(Beginning of Record set)

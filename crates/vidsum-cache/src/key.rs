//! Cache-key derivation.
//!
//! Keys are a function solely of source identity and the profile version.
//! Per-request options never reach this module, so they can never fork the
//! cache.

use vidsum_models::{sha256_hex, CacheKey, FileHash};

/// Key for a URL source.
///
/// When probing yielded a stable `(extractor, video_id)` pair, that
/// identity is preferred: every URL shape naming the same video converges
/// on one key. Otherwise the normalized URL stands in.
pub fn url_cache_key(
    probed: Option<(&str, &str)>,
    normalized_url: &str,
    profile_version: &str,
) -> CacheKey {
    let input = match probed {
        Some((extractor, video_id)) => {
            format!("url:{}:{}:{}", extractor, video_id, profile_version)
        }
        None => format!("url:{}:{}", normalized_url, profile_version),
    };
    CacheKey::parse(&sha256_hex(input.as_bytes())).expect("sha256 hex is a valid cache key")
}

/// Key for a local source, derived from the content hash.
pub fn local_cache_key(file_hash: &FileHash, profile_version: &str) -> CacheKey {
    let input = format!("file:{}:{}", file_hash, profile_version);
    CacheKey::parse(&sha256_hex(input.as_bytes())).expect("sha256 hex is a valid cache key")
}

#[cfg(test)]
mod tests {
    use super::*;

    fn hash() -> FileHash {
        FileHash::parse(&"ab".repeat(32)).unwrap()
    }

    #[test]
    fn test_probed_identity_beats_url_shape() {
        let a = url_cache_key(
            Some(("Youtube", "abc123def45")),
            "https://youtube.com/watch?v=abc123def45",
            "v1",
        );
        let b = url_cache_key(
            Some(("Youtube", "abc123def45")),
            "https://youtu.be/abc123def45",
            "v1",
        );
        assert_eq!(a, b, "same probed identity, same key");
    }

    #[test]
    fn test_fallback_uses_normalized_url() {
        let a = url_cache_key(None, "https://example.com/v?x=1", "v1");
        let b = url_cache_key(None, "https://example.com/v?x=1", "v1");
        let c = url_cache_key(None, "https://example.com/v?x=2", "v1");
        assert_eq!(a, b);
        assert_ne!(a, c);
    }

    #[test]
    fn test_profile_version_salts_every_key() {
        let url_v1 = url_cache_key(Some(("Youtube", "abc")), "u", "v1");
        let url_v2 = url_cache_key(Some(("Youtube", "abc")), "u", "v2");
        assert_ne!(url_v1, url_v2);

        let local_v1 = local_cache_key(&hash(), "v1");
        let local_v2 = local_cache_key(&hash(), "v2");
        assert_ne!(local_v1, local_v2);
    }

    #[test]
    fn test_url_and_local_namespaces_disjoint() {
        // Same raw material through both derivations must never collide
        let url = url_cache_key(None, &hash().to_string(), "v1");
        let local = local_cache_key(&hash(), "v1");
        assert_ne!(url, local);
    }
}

(End of Record set)
(Beginning of Record set)

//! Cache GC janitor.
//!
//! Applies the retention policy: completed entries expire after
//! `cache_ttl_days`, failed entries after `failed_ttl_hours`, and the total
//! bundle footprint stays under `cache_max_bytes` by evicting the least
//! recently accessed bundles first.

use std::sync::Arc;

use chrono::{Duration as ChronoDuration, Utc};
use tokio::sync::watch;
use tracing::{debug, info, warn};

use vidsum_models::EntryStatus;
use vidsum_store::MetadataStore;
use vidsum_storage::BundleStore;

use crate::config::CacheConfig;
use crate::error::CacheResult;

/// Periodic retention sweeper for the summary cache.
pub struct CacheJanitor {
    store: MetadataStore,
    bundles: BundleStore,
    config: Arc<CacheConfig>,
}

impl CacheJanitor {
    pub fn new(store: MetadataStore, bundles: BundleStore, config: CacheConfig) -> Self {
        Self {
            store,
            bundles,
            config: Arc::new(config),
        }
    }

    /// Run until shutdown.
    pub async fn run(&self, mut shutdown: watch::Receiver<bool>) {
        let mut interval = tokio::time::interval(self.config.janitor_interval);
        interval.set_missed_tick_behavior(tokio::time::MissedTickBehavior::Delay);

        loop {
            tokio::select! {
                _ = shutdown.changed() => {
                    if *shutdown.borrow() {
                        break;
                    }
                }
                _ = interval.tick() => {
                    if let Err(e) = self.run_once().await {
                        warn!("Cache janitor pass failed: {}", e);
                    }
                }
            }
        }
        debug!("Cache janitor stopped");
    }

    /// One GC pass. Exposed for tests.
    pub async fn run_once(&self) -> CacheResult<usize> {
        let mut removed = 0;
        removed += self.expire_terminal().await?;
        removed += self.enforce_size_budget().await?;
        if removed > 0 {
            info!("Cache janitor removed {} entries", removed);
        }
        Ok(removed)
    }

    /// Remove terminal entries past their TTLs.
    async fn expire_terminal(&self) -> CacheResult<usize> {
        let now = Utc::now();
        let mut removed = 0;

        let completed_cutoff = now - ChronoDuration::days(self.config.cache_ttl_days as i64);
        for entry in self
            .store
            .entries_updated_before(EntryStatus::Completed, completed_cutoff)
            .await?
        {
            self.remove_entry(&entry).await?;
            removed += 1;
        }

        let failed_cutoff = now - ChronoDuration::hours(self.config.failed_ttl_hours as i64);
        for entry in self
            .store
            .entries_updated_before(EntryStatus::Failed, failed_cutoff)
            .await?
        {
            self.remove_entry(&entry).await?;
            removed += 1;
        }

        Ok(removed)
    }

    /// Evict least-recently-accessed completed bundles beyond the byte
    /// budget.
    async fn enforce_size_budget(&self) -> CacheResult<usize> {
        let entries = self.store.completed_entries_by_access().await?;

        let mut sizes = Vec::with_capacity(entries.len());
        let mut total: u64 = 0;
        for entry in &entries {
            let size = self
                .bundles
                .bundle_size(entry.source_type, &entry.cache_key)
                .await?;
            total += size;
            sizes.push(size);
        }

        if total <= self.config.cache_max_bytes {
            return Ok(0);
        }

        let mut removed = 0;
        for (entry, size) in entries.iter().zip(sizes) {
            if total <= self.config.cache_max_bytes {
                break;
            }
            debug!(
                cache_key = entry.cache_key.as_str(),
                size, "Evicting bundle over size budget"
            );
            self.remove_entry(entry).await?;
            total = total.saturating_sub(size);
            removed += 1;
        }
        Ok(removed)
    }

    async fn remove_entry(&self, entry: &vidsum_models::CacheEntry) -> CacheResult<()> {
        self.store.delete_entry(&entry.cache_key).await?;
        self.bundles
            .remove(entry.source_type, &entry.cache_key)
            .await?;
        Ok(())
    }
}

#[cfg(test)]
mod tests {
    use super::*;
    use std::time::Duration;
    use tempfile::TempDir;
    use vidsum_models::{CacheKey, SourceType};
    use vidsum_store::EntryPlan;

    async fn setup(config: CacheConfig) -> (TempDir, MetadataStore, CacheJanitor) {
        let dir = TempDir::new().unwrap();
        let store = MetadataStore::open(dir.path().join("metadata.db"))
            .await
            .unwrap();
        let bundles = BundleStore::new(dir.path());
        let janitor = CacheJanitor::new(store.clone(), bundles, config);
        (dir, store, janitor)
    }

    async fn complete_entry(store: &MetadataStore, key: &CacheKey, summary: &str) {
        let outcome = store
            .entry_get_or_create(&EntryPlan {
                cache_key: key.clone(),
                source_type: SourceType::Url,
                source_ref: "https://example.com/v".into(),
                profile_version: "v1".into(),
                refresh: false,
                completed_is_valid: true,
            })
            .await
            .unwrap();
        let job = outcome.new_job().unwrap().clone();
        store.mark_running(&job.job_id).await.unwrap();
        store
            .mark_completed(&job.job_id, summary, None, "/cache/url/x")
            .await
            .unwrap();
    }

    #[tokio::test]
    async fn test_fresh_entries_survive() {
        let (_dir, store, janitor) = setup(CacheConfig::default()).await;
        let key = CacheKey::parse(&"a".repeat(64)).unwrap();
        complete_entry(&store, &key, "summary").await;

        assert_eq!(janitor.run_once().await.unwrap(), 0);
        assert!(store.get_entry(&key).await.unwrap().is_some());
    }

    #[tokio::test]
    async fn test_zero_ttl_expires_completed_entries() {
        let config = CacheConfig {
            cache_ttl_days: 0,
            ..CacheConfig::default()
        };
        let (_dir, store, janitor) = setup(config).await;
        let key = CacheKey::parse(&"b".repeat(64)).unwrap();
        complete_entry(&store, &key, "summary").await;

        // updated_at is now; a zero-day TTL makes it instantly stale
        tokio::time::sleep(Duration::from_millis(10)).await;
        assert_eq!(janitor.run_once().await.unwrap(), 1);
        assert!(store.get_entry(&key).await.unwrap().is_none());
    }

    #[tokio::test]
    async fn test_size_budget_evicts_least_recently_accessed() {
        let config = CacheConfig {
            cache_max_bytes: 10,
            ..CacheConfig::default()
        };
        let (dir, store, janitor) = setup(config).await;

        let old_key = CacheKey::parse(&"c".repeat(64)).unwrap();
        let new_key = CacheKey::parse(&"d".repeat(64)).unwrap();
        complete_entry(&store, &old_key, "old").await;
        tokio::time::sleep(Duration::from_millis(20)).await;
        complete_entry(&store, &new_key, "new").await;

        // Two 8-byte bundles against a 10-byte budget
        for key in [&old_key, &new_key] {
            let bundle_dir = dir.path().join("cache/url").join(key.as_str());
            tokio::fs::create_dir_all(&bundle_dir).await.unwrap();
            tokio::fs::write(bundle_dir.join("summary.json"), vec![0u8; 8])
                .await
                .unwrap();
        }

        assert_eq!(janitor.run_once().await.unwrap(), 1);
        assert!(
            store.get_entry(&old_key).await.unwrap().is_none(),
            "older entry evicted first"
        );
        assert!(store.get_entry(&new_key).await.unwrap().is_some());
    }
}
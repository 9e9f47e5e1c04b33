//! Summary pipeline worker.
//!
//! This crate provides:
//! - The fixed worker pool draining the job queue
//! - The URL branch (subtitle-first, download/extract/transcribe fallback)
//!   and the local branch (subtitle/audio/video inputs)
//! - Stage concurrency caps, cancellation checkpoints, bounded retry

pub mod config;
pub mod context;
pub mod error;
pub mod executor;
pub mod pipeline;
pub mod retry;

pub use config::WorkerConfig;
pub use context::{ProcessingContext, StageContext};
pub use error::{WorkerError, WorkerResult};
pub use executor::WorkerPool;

(End of Record set)
(Beginning of Record set)

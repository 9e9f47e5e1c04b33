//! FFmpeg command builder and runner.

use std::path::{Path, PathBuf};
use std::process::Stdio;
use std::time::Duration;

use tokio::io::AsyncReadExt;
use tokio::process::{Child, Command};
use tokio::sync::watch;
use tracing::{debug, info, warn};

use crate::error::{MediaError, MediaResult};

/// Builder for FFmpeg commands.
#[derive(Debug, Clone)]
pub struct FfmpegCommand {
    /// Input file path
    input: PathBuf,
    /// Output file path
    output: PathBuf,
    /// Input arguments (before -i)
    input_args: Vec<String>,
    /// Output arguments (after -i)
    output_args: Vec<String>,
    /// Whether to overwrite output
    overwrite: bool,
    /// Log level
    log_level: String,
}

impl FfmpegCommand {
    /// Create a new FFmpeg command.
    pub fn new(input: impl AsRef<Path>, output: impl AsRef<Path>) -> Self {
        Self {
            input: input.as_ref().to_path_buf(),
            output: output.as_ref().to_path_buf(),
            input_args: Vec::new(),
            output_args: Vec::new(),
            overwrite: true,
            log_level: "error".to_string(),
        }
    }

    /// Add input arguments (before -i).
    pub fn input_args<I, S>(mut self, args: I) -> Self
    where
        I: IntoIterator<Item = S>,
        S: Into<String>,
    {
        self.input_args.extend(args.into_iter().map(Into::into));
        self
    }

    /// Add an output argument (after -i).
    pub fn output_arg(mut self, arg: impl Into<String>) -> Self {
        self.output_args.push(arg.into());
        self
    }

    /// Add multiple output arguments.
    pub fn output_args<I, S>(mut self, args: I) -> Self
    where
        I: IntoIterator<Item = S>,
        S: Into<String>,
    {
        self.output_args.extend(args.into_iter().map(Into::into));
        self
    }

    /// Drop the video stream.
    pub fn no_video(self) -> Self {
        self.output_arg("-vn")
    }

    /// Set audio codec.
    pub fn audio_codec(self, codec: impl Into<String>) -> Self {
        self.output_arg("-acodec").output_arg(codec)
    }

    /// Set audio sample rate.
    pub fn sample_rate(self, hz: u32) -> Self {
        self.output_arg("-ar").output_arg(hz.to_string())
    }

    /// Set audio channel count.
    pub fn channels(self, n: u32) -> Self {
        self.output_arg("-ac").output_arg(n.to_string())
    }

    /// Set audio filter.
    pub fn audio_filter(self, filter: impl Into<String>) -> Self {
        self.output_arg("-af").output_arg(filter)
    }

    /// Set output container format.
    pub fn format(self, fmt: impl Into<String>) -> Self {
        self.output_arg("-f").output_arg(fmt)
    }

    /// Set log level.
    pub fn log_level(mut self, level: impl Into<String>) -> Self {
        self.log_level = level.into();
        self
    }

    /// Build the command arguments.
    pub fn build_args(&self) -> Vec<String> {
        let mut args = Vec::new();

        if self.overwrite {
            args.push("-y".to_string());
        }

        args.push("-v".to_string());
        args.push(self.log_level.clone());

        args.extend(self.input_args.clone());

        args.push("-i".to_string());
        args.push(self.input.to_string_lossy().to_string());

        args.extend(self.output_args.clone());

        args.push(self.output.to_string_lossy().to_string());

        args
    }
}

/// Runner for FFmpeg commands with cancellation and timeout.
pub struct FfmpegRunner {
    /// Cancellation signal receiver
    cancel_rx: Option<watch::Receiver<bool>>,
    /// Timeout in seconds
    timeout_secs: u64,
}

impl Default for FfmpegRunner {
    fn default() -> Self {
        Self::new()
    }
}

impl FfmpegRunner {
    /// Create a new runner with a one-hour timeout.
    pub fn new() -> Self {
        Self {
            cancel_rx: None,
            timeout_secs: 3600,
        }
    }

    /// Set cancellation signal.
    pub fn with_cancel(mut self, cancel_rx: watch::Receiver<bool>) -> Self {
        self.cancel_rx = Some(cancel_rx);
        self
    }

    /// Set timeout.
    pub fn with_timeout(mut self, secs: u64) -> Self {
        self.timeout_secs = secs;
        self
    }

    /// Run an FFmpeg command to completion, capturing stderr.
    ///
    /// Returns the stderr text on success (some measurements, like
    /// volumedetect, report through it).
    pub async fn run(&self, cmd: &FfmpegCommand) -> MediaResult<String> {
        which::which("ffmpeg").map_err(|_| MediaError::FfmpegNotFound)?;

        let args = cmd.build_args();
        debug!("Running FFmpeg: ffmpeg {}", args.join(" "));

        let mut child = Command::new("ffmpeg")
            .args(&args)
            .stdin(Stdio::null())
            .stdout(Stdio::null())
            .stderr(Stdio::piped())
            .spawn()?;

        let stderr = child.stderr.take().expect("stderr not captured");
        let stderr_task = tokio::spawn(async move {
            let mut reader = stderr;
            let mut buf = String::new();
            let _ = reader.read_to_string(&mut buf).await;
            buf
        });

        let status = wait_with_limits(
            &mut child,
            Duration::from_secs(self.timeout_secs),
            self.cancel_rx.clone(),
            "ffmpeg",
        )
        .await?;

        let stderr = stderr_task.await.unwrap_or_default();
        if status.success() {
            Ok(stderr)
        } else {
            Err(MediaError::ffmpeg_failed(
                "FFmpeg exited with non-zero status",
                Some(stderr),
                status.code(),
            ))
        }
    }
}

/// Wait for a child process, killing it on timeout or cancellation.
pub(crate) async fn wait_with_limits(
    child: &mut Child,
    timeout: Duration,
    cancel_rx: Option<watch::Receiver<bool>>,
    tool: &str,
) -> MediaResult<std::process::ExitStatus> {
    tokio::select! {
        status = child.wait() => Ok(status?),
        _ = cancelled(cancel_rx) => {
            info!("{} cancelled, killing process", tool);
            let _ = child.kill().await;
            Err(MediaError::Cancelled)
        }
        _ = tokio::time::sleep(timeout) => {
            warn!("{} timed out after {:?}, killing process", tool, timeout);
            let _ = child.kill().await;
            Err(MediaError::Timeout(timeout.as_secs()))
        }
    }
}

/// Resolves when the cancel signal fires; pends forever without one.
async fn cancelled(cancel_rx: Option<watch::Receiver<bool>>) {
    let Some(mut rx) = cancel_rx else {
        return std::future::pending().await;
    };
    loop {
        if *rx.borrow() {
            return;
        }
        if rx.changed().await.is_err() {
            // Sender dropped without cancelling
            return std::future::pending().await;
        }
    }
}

(End of Record set)

§ Problem
The response must hold only the lines above from the line with "filename crates/vidsum-cache/src/key.rs" through the line with "URL stands in.", each copied exactly, both ends kept.

§ Expected answer
filename crates/vidsum-cache/src/key.rs
//! Cache-key derivation.
//!
//! Keys are a function solely of source identity and the profile version.
//! Per-request options never reach this module, so they can never fork the
//! cache.

use vidsum_models::{sha256_hex, CacheKey, FileHash};

/// Key for a URL source.
///
/// When probing yielded a stable `(extractor, video_id)` pair, that
/// identity is preferred: every URL shape naming the same video converges
/// on one key. Otherwise the normalized URL stands in.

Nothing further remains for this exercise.